With the first line below as the start and the line containing "use crate::errors::AppError;" as the end, copy every line between them exactly, ends included.
Given records section start
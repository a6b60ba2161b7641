//! Declarative request validation for job documents.
//!
//! Every writable field is listed once in [`JOB_FIELDS`] with the JSON shape
//! it must have. Creation layers its required-field checks on top of the same
//! table; partial updates use it as an allow-list.

use serde::de::DeserializeOwned;
use serde_json::{Map, Value};

use crate::errors::AppError;
use crate::models::job::{Company, EducationRequirement, Industry, Job};

#[derive(Debug, Clone, Copy, PartialEq, Eq)]
pub enum FieldKind {
    Text,
    NonEmptyText,
    Integer,
    Boolean,
    TextList,
    Company,
    Industry,
    Education,
}

impl FieldKind {
    pub fn accepts(&self, value: &Value) -> bool {
        match self {
            FieldKind::Text => value.is_string(),
            FieldKind::NonEmptyText => value.as_str().is_some_and(|s| !s.trim().is_empty()),
            FieldKind::Integer => value.is_i64(),
            FieldKind::Boolean => value.is_boolean(),
            FieldKind::TextList => value
                .as_array()
                .is_some_and(|items| items.iter().all(Value::is_string)),
            FieldKind::Company => {
                parse_object::<Company>(value).is_some_and(|c| !c.name.trim().is_empty())
            }
            FieldKind::Industry => {
                parse_object::<Industry>(value).is_some_and(|i| !i.name.trim().is_empty())
            }
            FieldKind::Education => parse_object::<EducationRequirement>(value).is_some(),
        }
    }

    pub fn describe(&self) -> &'static str {
        match self {
            FieldKind::Text => "a string",
            FieldKind::NonEmptyText => "a non-empty string",
            FieldKind::Integer => "an integer",
            FieldKind::Boolean => "a boolean",
            FieldKind::TextList => "an array of strings",
            FieldKind::Company | FieldKind::Industry => "an object with a non-empty name",
            FieldKind::Education => "an object with a valid level (Diploma, Bachelors, Masters, PhD, Other) and field",
        }
    }

    /// Why an embedded object was refused, when serde can say.
    fn detail(&self, value: &Value) -> Option<String> {
        match self {
            FieldKind::Company => object_error::<Company>(value),
            FieldKind::Industry => object_error::<Industry>(value),
            FieldKind::Education => object_error::<EducationRequirement>(value),
            _ => None,
        }
    }
}

/// Deserialization error for an embedded object, e.g. an unknown key.
fn object_error<T: DeserializeOwned>(value: &Value) -> Option<String> {
    if !value.is_object() {
        return None;
    }
    serde_json::from_value::<T>(value.clone())
        .err()
        .map(|e| e.to_string())
}

fn parse_object<T: DeserializeOwned>(value: &Value) -> Option<T> {
    if !value.is_object() {
        return None;
    }
    serde_json::from_value(value.clone()).ok()
}

#[derive(Debug, Clone, Copy)]
pub struct FieldRule {
    pub name: &'static str,
    pub kind: FieldKind,
}

const fn rule(name: &'static str, kind: FieldKind) -> FieldRule {
    FieldRule { name, kind }
}

/// Fields a client may write on a job document.
pub const JOB_FIELDS: &[FieldRule] = &[
    rule("title", FieldKind::NonEmptyText),
    rule("description", FieldKind::Text),
    rule("years_of_experience", FieldKind::Text),
    rule("responsibilities", FieldKind::TextList),
    rule("company", FieldKind::Company),
    rule("industry", FieldKind::Industry),
    rule("education_required", FieldKind::Education),
    rule("skills_required", FieldKind::TextList),
    rule("employment_type", FieldKind::Text),
    rule("average_salary", FieldKind::Integer),
    rule("benefits", FieldKind::TextList),
    rule("remote", FieldKind::Boolean),
    rule("location", FieldKind::Text),
    rule("job_posting_url", FieldKind::Text),
    rule("posting_date", FieldKind::NonEmptyText),
    rule("closing_date", FieldKind::Text),
    rule("experience_level", FieldKind::Text),
];

/// Identity fields. Silently dropped from update bodies.
pub const IMMUTABLE_JOB_FIELDS: &[&str] = &["job_id", "_id"];

pub fn rule_for(name: &str) -> Option<&'static FieldRule> {
    JOB_FIELDS.iter().find(|r| r.name == name)
}

fn check_fields(fields: &Map<String, Value>) -> Result<(), AppError> {
    for (key, value) in fields {
        let rule = rule_for(key)
            .ok_or_else(|| AppError::validation(format!("Field '{key}' is not allowed")))?;
        if !rule.kind.accepts(value) {
            let expected = rule.kind.describe();
            return Err(AppError::validation(match rule.kind.detail(value) {
                Some(detail) => format!("Field '{key}' must be {expected} ({detail})"),
                None => format!("Field '{key}' must be {expected}"),
            }));
        }
    }
    Ok(())
}

fn as_object(body: Value) -> Result<Map<String, Value>, AppError> {
    match body {
        Value::Object(map) => Ok(map),
        _ => Err(AppError::validation("Request body must be a JSON object")),
    }
}

fn is_blank(value: Option<&Value>) -> bool {
    value
        .and_then(Value::as_str)
        .map_or(true, |s| s.trim().is_empty())
}

/// A create request that passed validation but has no `job_id` assigned yet.
#[derive(Debug, Clone)]
pub struct JobDraft {
    pub job_id: Option<i64>,
    fields: Map<String, Value>,
}

impl JobDraft {
    pub fn into_job(mut self, job_id: i64) -> Result<Job, AppError> {
        self.fields.insert("job_id".to_string(), Value::from(job_id));
        serde_json::from_value(Value::Object(self.fields))
            .map_err(|e| AppError::validation(format!("Invalid job document: {e}")))
    }
}

/// Validates a create-job body.
pub fn validate_new_job(body: Value, require_industry: bool) -> Result<JobDraft, AppError> {
    let mut fields = as_object(body)?;
    fields.remove("_id");

    match fields.get("title") {
        None => return Err(AppError::validation("Title is required")),
        Some(t) if is_blank(Some(t)) => {
            return Err(AppError::validation("Title must be a non-empty string"))
        }
        _ => {}
    }

    match fields.get("company") {
        None => return Err(AppError::validation("Company information is required")),
        Some(c) if !c.is_object() => return Err(AppError::validation("Company must be an object")),
        Some(c) if is_blank(c.get("name")) => {
            return Err(AppError::validation("Company name is required"))
        }
        _ => {}
    }

    match fields.get("industry") {
        None if require_industry => {
            return Err(AppError::validation("Industry information is required"))
        }
        Some(i) if !i.is_object() => {
            return Err(AppError::validation("Industry must be an object"))
        }
        Some(i) if is_blank(i.get("name")) => {
            return Err(AppError::validation("Industry name is required"))
        }
        _ => {}
    }

    if is_blank(fields.get("posting_date")) {
        return Err(AppError::validation("Posting date is required"));
    }

    let job_id = match fields.remove("job_id") {
        None => None,
        Some(v) => Some(
            v.as_i64()
                .ok_or_else(|| AppError::validation("job_id must be an integer"))?,
        ),
    };

    check_fields(&fields)?;

    Ok(JobDraft { job_id, fields })
}

/// Validates a partial-update body and returns the fields to apply.
pub fn validate_update(body: Value) -> Result<Map<String, Value>, AppError> {
    let mut fields = as_object(body)?;
    if fields.is_empty() {
        return Err(AppError::validation(
            "Request body must contain at least one field to update",
        ));
    }

    for immutable in IMMUTABLE_JOB_FIELDS {
        fields.remove(*immutable);
    }

    check_fields(&fields)?;

    if fields.is_empty() {
        return Err(AppError::validation("No updatable fields provided"));
    }
    Ok(fields)
}

#[cfg(test)]
mod tests {
    use super::*;
    use serde_json::json;

    fn message(err: AppError) -> String {
        match err {
            AppError::Validation(msg) => msg,
            other => panic!("expected validation error, got {other:?}"),
        }
    }

    fn valid_body() -> Value {
        json!({
            "title": "Backend Engineer",
            "company": { "name": "Initech" },
            "industry": { "name": "Technology" },
            "posting_date": "2024-03-01"
        })
    }

    #[test]
    fn test_valid_job_passes() {
        let draft = validate_new_job(valid_body(), true).unwrap();
        assert_eq!(draft.job_id, None);
        let job = draft.into_job(12).unwrap();
        assert_eq!(job.job_id, 12);
        assert_eq!(job.company.name, "Initech");
    }

    #[test]
    fn test_client_job_id_kept() {
        let mut body = valid_body();
        body["job_id"] = json!(99);
        assert_eq!(validate_new_job(body, true).unwrap().job_id, Some(99));
    }

    #[test]
    fn test_non_integer_job_id_rejected() {
        let mut body = valid_body();
        body["job_id"] = json!("99");
        assert_eq!(message(validate_new_job(body, true).unwrap_err()), "job_id must be an integer");
    }

    #[test]
    fn test_missing_title() {
        let mut body = valid_body();
        body.as_object_mut().unwrap().remove("title");
        assert_eq!(message(validate_new_job(body, true).unwrap_err()), "Title is required");
    }

    #[test]
    fn test_blank_title() {
        let mut body = valid_body();
        body["title"] = json!("   ");
        assert_eq!(
            message(validate_new_job(body, true).unwrap_err()),
            "Title must be a non-empty string"
        );
    }

    #[test]
    fn test_company_checks() {
        let mut body = valid_body();
        body.as_object_mut().unwrap().remove("company");
        assert_eq!(
            message(validate_new_job(body.clone(), true).unwrap_err()),
            "Company information is required"
        );

        body["company"] = json!("Initech");
        assert_eq!(
            message(validate_new_job(body.clone(), true).unwrap_err()),
            "Company must be an object"
        );

        body["company"] = json!({ "size": "Large" });
        assert_eq!(
            message(validate_new_job(body, true).unwrap_err()),
            "Company name is required"
        );
    }

    #[test]
    fn test_industry_required_when_configured() {
        let mut body = valid_body();
        body.as_object_mut().unwrap().remove("industry");
        assert_eq!(
            message(validate_new_job(body.clone(), true).unwrap_err()),
            "Industry information is required"
        );
        assert!(validate_new_job(body, false).is_ok());
    }

    #[test]
    fn test_present_industry_always_checked() {
        let mut body = valid_body();
        body["industry"] = json!({ "name": "" });
        assert_eq!(
            message(validate_new_job(body.clone(), false).unwrap_err()),
            "Industry name is required"
        );
        body["industry"] = json!(["Technology"]);
        assert_eq!(
            message(validate_new_job(body, false).unwrap_err()),
            "Industry must be an object"
        );
    }

    #[test]
    fn test_missing_posting_date() {
        let mut body = valid_body();
        body["posting_date"] = json!("");
        assert_eq!(
            message(validate_new_job(body, true).unwrap_err()),
            "Posting date is required"
        );
    }

    #[test]
    fn test_unknown_field_on_create() {
        let mut body = valid_body();
        body["salary_band"] = json!("C");
        assert_eq!(
            message(validate_new_job(body, true).unwrap_err()),
            "Field 'salary_band' is not allowed"
        );
    }

    #[test]
    fn test_degree_level_must_be_known() {
        let mut body = valid_body();
        body["education_required"] = json!({ "level": "Doctorate", "field": "CS" });
        assert!(validate_new_job(body.clone(), true).is_err());
        body["education_required"] = json!({ "level": "PhD", "field": "CS" });
        assert!(validate_new_job(body, true).is_ok());
    }

    #[test]
    fn test_unknown_embedded_keys_rejected() {
        let mut body = valid_body();
        body["company"] = json!({ "name": "Initech", "founded": "1999" });
        let msg = message(validate_new_job(body, true).unwrap_err());
        assert!(msg.starts_with("Field 'company' must be"), "{msg}");
        assert!(msg.contains("founded"), "{msg}");

        let mut body = valid_body();
        body["industry"] = json!({ "name": "Technology", "growth": "high" });
        assert!(validate_new_job(body, true).is_err());

        assert!(validate_update(json!({
            "education_required": { "level": "PhD", "field": "CS", "minor": "Math" }
        }))
        .is_err());
    }

    #[test]
    fn test_non_object_body() {
        assert_eq!(
            message(validate_new_job(json!([1, 2]), true).unwrap_err()),
            "Request body must be a JSON object"
        );
    }

    #[test]
    fn test_update_strips_identity_fields() {
        let fields = validate_update(json!({
            "job_id": 5,
            "_id": "abc",
            "remote": true
        }))
        .unwrap();
        assert_eq!(fields.len(), 1);
        assert_eq!(fields["remote"], json!(true));
    }

    #[test]
    fn test_update_only_identity_fields() {
        assert_eq!(
            message(validate_update(json!({ "job_id": 5 })).unwrap_err()),
            "No updatable fields provided"
        );
    }

    #[test]
    fn test_update_empty_body() {
        assert!(validate_update(json!({})).is_err());
    }

    #[test]
    fn test_update_unknown_field() {
        assert_eq!(
            message(validate_update(json!({ "title": "X", "bonus": 5 })).unwrap_err()),
            "Field 'bonus' is not allowed"
        );
    }

    #[test]
    fn test_update_type_mismatch() {
        assert_eq!(
            message(validate_update(json!({ "average_salary": "90000" })).unwrap_err()),
            "Field 'average_salary' must be an integer"
        );
        assert_eq!(
            message(validate_update(json!({ "average_salary": 90000.5 })).unwrap_err()),
            "Field 'average_salary' must be an integer"
        );
        assert_eq!(
            message(validate_update(json!({ "skills_required": ["Rust", 3] })).unwrap_err()),
            "Field 'skills_required' must be an array of strings"
        );
        assert_eq!(
            message(validate_update(json!({ "remote": "yes" })).unwrap_err()),
            "Field 'remote' must be a boolean"
        );
    }

    #[test]
    fn test_every_rule_is_unique() {
        for (i, r) in JOB_FIELDS.iter().enumerate() {
            assert!(JOB_FIELDS[i + 1..].iter().all(|o| o.name != r.name));
            assert!(!IMMUTABLE_JOB_FIELDS.contains(&r.name));
        }
    }
}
Given records section end
▶ **Answer box**:
repository a6b60ba2161b7641
//! Declarative request validation for job documents.
//!
//! Every writable field is listed once in [`JOB_FIELDS`] with the JSON shape
//! it must have. Creation layers its required-field checks on top of the same
//! table; partial updates use it as an allow-list.

use serde::de::DeserializeOwned;
use serde_json::{Map, Value};

use crate::errors::AppError;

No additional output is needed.